■ Assignment ■
How many lines in the data hold the string "subtitle"? State the number alone.

[Exercise materials Boundary: Start]

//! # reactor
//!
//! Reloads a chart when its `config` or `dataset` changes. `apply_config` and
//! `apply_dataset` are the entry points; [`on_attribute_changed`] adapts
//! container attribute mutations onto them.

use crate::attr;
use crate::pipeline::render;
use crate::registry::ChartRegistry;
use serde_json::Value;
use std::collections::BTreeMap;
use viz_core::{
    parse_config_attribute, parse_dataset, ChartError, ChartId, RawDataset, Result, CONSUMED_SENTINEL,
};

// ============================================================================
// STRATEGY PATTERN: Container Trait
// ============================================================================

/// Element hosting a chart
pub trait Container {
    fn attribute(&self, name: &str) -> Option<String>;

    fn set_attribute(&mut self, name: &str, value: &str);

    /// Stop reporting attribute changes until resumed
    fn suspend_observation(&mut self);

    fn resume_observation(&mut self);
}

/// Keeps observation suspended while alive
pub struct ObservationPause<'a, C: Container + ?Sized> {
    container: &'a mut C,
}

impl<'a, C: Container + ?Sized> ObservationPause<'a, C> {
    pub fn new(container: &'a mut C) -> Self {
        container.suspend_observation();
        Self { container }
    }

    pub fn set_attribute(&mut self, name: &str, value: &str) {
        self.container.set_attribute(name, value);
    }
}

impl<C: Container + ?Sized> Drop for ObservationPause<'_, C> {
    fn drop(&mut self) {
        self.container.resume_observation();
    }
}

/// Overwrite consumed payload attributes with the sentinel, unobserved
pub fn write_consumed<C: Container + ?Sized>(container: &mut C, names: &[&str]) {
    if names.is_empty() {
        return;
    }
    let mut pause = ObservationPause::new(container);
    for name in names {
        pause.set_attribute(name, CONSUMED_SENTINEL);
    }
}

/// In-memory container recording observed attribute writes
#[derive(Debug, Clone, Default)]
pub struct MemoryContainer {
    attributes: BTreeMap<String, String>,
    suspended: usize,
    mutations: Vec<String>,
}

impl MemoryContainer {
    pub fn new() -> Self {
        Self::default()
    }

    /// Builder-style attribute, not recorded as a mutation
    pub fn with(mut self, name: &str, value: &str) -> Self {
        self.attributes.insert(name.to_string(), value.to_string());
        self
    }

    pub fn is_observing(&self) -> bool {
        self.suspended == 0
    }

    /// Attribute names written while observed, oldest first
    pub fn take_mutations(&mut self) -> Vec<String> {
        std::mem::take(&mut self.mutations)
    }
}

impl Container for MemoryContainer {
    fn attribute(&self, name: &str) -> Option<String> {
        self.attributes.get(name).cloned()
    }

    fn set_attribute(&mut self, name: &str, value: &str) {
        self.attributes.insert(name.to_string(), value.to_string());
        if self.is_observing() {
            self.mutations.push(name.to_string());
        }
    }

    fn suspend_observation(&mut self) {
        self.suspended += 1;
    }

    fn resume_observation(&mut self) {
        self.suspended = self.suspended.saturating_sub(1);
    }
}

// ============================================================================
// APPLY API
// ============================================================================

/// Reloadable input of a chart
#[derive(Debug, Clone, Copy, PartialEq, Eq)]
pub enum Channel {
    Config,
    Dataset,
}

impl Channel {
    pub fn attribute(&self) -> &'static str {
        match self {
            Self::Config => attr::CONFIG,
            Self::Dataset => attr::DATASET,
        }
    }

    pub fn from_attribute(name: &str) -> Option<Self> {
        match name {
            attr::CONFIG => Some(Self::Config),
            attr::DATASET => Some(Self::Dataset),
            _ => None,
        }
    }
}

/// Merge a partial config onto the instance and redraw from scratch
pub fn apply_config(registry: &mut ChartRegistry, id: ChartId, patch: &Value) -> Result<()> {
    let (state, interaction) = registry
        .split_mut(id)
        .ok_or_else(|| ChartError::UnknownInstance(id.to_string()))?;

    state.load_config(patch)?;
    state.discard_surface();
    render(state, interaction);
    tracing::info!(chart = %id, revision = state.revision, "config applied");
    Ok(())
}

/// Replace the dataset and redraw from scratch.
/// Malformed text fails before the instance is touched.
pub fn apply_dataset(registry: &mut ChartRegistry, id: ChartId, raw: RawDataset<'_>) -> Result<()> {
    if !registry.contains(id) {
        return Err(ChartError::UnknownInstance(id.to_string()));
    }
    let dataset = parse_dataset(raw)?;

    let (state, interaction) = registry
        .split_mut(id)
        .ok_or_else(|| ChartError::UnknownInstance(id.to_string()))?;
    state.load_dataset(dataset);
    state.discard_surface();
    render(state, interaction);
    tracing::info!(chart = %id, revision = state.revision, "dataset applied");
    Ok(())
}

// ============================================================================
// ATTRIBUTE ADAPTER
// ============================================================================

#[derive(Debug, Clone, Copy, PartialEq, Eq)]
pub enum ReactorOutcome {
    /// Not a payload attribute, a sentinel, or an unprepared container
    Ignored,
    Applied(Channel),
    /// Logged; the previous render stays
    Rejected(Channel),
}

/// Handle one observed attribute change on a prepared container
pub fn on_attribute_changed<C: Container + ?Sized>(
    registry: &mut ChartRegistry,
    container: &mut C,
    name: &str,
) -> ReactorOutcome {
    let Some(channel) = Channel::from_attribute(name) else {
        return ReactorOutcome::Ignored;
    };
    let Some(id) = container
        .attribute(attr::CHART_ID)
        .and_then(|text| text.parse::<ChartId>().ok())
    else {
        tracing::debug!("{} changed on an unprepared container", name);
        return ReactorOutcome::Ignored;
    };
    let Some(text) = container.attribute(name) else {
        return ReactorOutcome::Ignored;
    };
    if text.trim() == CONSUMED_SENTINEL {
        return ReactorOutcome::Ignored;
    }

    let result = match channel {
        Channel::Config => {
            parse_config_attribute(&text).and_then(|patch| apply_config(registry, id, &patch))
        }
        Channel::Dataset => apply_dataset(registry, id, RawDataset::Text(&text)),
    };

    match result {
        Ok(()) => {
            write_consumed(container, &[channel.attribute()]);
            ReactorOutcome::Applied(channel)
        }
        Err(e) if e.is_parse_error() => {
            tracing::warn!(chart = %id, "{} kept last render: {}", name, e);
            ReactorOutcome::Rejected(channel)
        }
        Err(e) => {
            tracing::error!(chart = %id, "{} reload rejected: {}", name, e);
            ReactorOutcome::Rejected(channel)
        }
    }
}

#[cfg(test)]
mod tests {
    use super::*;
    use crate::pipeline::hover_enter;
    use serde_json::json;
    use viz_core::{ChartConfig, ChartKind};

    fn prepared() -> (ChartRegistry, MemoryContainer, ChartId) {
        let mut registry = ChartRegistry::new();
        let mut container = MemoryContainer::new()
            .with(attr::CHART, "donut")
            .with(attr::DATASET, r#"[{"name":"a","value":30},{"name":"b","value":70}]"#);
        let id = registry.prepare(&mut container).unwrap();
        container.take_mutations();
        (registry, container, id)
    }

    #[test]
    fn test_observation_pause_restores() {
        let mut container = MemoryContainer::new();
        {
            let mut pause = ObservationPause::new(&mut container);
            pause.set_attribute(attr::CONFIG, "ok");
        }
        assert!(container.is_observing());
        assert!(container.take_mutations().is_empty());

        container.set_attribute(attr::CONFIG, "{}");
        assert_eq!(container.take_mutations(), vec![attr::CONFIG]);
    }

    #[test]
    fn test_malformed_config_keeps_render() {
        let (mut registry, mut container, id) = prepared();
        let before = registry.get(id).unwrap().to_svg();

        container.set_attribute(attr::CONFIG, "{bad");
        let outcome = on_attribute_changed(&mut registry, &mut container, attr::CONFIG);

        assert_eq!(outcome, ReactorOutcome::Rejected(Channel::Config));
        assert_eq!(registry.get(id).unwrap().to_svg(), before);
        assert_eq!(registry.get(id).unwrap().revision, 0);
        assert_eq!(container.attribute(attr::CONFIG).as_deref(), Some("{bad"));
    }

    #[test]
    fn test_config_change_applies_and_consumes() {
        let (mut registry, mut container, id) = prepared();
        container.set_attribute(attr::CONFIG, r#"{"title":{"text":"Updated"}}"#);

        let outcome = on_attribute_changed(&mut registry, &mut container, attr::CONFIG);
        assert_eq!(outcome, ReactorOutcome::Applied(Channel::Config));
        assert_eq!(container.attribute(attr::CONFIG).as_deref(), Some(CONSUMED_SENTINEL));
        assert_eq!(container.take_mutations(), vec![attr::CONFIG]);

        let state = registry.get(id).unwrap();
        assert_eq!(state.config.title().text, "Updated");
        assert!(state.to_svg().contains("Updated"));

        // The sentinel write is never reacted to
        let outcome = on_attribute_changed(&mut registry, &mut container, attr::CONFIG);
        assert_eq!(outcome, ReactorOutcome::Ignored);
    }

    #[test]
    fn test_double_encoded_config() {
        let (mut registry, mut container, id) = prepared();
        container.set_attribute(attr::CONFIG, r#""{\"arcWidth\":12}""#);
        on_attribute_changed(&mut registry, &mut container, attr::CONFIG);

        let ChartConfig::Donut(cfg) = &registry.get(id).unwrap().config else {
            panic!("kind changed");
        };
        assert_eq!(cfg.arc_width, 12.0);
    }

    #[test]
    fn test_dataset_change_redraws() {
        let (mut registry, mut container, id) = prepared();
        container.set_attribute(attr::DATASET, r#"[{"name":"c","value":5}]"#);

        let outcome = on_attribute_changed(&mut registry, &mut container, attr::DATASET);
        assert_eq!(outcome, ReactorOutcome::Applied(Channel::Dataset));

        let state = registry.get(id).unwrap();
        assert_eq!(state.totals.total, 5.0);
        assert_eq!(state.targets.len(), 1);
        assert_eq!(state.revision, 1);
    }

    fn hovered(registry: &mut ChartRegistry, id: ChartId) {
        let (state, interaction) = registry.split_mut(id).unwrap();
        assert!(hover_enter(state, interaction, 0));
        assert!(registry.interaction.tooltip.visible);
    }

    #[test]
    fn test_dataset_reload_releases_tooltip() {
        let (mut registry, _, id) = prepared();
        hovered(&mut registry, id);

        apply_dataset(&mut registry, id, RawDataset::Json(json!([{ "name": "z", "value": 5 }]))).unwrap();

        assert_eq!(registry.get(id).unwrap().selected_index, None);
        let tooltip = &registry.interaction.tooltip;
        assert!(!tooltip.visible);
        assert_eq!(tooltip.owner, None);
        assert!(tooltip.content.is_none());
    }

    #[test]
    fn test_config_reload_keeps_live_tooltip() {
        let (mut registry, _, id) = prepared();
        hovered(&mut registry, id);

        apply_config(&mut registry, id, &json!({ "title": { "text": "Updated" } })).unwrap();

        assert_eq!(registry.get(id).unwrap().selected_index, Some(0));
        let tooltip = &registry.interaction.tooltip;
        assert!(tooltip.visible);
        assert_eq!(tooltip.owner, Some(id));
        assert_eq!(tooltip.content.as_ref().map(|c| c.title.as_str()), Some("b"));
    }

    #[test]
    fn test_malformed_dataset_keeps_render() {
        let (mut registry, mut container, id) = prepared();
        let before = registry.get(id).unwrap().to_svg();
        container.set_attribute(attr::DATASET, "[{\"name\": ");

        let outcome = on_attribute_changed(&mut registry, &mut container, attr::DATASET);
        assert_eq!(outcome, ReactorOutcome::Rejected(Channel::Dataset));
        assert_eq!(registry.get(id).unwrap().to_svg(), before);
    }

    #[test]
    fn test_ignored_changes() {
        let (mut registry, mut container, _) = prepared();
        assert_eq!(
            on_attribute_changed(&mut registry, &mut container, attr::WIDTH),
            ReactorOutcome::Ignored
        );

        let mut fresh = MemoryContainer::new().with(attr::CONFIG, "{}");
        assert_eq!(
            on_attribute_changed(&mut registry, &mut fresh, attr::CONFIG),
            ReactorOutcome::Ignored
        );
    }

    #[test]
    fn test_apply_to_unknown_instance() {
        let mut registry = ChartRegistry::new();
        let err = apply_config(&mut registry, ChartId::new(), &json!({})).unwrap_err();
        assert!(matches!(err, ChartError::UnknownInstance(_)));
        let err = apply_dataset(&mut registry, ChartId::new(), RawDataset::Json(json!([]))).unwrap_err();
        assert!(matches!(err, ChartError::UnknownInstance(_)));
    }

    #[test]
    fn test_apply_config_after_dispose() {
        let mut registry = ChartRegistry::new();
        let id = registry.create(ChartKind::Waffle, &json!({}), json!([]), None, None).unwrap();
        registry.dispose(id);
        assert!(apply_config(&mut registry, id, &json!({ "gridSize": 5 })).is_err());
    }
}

[Exercise materials Boundary: End]
[Exercise materials Boundary: Start]

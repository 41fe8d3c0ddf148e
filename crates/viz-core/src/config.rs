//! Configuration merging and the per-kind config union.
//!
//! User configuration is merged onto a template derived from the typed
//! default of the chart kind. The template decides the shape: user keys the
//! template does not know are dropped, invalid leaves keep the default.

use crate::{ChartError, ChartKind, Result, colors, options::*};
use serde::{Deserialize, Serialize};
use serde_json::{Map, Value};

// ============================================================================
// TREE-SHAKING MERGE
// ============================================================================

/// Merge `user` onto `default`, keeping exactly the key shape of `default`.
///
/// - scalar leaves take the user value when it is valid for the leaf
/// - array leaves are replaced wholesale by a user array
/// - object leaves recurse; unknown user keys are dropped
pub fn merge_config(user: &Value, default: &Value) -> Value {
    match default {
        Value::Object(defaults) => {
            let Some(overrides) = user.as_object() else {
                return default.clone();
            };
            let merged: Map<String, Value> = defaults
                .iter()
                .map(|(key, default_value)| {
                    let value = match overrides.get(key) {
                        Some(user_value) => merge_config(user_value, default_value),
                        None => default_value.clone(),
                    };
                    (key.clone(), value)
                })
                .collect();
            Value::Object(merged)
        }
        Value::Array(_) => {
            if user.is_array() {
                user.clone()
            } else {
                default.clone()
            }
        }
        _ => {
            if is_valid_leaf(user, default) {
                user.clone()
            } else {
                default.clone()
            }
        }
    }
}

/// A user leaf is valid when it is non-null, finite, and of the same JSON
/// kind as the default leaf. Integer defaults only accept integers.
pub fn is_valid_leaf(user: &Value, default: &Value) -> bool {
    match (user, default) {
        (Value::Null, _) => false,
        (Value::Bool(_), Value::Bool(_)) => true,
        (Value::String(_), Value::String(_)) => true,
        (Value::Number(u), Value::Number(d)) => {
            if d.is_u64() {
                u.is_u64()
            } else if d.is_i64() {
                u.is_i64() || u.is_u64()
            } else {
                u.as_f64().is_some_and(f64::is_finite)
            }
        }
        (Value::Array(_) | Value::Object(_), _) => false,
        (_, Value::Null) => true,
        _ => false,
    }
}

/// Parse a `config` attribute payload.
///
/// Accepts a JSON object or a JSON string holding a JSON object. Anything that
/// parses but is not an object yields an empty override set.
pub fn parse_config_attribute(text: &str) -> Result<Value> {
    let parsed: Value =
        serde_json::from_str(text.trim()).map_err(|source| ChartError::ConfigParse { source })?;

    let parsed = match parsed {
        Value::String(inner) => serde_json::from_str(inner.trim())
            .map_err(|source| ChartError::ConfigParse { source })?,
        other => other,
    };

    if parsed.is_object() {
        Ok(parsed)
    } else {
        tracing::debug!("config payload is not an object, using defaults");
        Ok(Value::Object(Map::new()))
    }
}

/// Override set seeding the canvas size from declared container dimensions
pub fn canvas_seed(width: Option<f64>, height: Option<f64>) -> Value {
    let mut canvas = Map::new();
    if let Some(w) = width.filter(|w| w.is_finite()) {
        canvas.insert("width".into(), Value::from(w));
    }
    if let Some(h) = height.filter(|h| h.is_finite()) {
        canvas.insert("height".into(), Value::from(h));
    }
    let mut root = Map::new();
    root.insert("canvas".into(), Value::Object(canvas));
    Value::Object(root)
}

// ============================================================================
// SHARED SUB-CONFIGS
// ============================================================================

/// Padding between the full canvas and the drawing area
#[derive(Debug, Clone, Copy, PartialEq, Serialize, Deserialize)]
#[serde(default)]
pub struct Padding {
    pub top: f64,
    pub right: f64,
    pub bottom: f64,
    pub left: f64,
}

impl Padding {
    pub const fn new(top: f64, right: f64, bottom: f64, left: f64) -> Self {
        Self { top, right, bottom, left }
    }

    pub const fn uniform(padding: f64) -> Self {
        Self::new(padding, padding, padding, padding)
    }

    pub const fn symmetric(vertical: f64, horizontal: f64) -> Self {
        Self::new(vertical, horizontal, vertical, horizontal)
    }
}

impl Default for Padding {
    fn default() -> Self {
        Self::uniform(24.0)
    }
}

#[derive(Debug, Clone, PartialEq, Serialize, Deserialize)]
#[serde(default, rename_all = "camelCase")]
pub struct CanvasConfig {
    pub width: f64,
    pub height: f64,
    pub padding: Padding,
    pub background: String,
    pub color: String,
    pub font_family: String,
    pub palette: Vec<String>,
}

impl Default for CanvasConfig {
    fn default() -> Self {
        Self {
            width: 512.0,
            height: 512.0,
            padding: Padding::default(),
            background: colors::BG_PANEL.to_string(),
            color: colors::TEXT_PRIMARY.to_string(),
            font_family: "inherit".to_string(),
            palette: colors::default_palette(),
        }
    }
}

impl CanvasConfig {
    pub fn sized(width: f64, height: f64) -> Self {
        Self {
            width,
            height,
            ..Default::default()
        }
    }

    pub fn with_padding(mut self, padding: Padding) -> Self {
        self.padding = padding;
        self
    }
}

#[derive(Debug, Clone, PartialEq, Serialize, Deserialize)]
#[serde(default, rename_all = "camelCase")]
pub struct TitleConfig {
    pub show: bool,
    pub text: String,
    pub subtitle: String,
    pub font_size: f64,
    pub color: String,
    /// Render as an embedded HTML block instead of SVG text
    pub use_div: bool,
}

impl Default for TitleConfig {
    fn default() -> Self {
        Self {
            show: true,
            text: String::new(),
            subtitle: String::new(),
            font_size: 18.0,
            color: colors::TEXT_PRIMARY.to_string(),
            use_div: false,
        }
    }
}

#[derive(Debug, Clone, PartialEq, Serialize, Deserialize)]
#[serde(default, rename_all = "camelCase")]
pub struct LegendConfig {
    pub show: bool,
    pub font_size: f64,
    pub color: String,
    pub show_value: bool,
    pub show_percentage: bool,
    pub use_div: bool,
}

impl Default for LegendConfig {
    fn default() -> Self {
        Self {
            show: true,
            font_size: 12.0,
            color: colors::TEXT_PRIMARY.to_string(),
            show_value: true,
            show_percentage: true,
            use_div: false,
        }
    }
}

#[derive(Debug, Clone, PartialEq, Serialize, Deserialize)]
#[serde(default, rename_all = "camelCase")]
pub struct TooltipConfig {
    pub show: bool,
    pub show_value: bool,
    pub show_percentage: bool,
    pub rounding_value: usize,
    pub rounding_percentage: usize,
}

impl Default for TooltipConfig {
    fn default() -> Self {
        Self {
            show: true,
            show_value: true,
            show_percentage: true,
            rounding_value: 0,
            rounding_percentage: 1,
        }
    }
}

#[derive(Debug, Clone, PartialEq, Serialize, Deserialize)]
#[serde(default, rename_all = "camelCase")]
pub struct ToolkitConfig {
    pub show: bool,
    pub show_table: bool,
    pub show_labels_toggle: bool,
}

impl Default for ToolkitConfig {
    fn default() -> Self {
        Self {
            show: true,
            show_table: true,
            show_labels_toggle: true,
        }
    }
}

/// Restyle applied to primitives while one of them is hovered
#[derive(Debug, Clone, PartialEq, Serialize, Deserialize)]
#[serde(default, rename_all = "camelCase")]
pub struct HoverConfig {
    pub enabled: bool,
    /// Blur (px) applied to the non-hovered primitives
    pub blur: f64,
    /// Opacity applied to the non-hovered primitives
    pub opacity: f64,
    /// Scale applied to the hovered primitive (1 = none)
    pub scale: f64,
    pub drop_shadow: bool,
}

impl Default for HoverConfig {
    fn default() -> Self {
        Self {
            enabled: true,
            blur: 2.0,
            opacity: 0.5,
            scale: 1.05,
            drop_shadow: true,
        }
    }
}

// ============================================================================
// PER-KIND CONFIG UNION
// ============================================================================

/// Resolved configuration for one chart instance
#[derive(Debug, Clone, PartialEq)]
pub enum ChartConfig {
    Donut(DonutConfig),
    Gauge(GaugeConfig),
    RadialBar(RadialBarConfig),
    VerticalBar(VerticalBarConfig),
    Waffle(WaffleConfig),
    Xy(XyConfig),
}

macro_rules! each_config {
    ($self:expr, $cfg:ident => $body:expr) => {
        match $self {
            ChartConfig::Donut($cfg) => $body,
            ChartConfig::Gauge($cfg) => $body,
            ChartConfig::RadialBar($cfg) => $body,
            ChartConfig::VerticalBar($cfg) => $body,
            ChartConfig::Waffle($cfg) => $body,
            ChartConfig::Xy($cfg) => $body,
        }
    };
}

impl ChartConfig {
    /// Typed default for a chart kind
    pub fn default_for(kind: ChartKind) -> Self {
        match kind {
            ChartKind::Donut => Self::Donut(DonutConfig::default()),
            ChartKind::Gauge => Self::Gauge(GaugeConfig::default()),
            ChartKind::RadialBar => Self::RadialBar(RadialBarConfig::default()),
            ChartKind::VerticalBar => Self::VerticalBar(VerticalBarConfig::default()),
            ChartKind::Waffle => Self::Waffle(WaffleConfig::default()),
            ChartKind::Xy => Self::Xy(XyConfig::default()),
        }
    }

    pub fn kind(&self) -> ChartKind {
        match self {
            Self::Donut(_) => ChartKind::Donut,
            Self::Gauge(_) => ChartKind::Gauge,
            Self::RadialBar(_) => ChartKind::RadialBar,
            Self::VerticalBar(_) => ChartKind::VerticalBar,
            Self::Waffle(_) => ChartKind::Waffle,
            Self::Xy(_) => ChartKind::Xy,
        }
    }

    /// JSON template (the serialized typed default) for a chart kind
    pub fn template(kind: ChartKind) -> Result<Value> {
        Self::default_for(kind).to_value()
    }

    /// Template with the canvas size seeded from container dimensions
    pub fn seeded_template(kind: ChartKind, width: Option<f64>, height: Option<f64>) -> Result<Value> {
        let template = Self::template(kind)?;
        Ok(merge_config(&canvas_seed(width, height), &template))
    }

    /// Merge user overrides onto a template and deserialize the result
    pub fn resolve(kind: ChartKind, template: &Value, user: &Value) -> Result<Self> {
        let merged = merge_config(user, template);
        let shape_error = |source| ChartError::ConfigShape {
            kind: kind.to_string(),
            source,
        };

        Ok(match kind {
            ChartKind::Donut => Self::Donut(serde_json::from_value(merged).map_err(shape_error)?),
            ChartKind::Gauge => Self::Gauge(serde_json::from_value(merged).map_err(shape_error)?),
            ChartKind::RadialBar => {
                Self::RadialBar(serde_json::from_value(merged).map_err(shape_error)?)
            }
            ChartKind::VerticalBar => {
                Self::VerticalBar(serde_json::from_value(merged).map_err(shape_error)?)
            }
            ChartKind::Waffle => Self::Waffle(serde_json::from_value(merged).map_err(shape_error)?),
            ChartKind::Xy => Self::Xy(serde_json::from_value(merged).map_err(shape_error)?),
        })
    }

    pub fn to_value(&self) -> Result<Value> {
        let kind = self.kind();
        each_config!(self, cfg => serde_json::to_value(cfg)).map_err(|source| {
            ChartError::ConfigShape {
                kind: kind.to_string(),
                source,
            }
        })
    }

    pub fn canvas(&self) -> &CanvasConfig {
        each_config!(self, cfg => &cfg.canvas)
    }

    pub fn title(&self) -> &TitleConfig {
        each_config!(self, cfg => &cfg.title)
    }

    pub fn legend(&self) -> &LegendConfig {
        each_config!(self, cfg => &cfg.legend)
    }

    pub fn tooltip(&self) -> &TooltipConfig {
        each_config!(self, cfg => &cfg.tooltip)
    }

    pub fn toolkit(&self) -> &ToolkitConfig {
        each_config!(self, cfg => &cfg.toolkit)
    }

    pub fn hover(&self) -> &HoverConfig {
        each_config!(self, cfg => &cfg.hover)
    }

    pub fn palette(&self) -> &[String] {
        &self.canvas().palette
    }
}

[Exercise materials Boundary: End]

■ Result of this exercise ■
2